MLB statistics (through September 19, 2026)
- Managerial record: 72-82
- Winning %: .468
- Stats at Baseball Reference
- Managerial record at Baseball Reference

Teams
- As manager Washington Nationals (2026–present);

= Blake Butera =

American baseball
manager (born 1992)

Blake Matthew Butera (born August 7, 1992) is an American professional baseball manager who is the manager for the Washington Nationals of Major League Baseball (MLB).

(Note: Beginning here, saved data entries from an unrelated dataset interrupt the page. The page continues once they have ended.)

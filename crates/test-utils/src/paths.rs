//! Path utilities for locating test data files.

use std::path::PathBuf;

/// Returns the workspace root directory.
///
/// This is determined by walking up from the test-utils manifest directory.
pub fn workspace_root() -> PathBuf {
    let manifest_dir = env!("CARGO_MANIFEST_DIR");
    PathBuf::from(manifest_dir)
        .parent() // crates/
        .and_then(|p| p.parent()) // workspace root
        .map(|p| p.to_path_buf())
        .unwrap_or_else(|| PathBuf::from(manifest_dir))
}

/// Searches for a test file in multiple locations.
///
/// This function checks the following locations in order:
/// 1. Environment variable `TEST_DATA_DIR` (if set)
/// 2. `testdata/` at the workspace root
/// 3. The renderer's bundled `assets/` (font and base map)
///
/// # Returns
///
/// `Some(PathBuf)` if the file is found, `None` otherwise.
pub fn find_test_file(name: &str) -> Option<PathBuf> {
    let mut candidates = Vec::new();

    if let Ok(test_data_dir) = std::env::var("TEST_DATA_DIR") {
        candidates.push(PathBuf::from(test_data_dir).join(name));
    }

    let root = workspace_root();
    candidates.extend([
        root.join("testdata").join(name),
        root.join("crates").join("renderer").join("assets").join(name),
    ]);

    candidates.into_iter().find(|path| path.exists())
}

/// Creates a temporary directory for test output.
///
/// The directory is automatically cleaned up when the returned `TempDir` is dropped.
pub fn temp_test_dir() -> tempfile::TempDir {
    tempfile::tempdir().expect("Failed to create temporary test directory")
}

Butera attended Boston College in Chestnut Hill, Massachusetts and played baseball there from 2011 to 2015. Originally drafted by the Tampa Bay Rays in 2015, he spent two seasons in Minor League Baseball (MiLB) before becoming a manager for the Hudson Valley Renegades in Fishkill, New York and the Charleston RiverDogs in Charleston, South Carolina.

== College career ==
He was voted team captain as a college senior in 2015. Over his collegiate career, he ranked first in Boston College's record books with 112 walks and 774 at bats; second with 207 games played, 205 games started, and 346 times reaching base; tied for sixth with 205 hits, and third with 29 times hit by pitch. In 2015, he recorded five sacrifice flies, tied for eighth on the program's single-season list. As a freshman in 2012, Butera drew 31 walks, tied for ninth on the single-season record list, and posted a 13-game hitting streak ranking seventh since 2005. His 12-game hitting streak in 2014 ranked ninth among all Boston College players. He also recorded four career walk-off hits.

== Minor League career==
Butera was drafted in the 35th round (1,048th overall) of the 2015 Major League Baseball draft by the Tampa Bay Rays. He made his professional debut with the rookie-level Princeton Rays, hitting .207 with one home run, six RBI, and three stolen bases across 27 games. In 2016, Butera played for both Princeton and the Low-A Hudson Valley Renegades, slashing a combined .247/.344/.360 with two home runs, 25 RBI, and five stolen bases. Butera was released by the Rays organization on March 29, 2017.

== Managerial career ==
===Tampa Bay Rays===
In 2018, at the age of 25 years old, Butera was named the manager of the Hudson Valley Renegades, becoming the youngest manager in Minor League Baseball. He had played as an infielder for the Renegades in 2016 and was their first base coach in 2017. He managed the Renegades for two seasons, compiling a record of 88 wins and 62 losses.

Butera was the manager of the Charleston RiverDogs in the 2021 and 2022 seasons. He posted a record of 170 wins and 82 losses in the two seasons with the RiverDogs. He won Manager of the Year awards in Minor League Baseball and won two league championships. In 2023, Butera served as the Rays' assistant field coordinator, and in 2024 he was promoted to senior director of player development.

===Washington Nationals===
On October 31, 2025, Butera was announced as the new manager of the Washington Nationals. At 33, he became the youngest MLB manager since the Minnesota Twins hired Frank Quilici in 1972.

==Managerial record==
Updated through August 3, 2026

| Team | Year | Regular season |  |  |  |  | Postseason |  |  |  |
| Games | Won | Lost | Win % | Finish | Won | Lost | Win % | Result |
| WSH | 2026 | 161 | 76 | 85 | .472 |  | – | – | – |  |
| Total |  | 161 | 76 | 85 | .472 |  | 0 | 0 | – |  |

==Personal life==
Butera married Caroline Margolis in October 2021. The couple's first child was born in October 2025.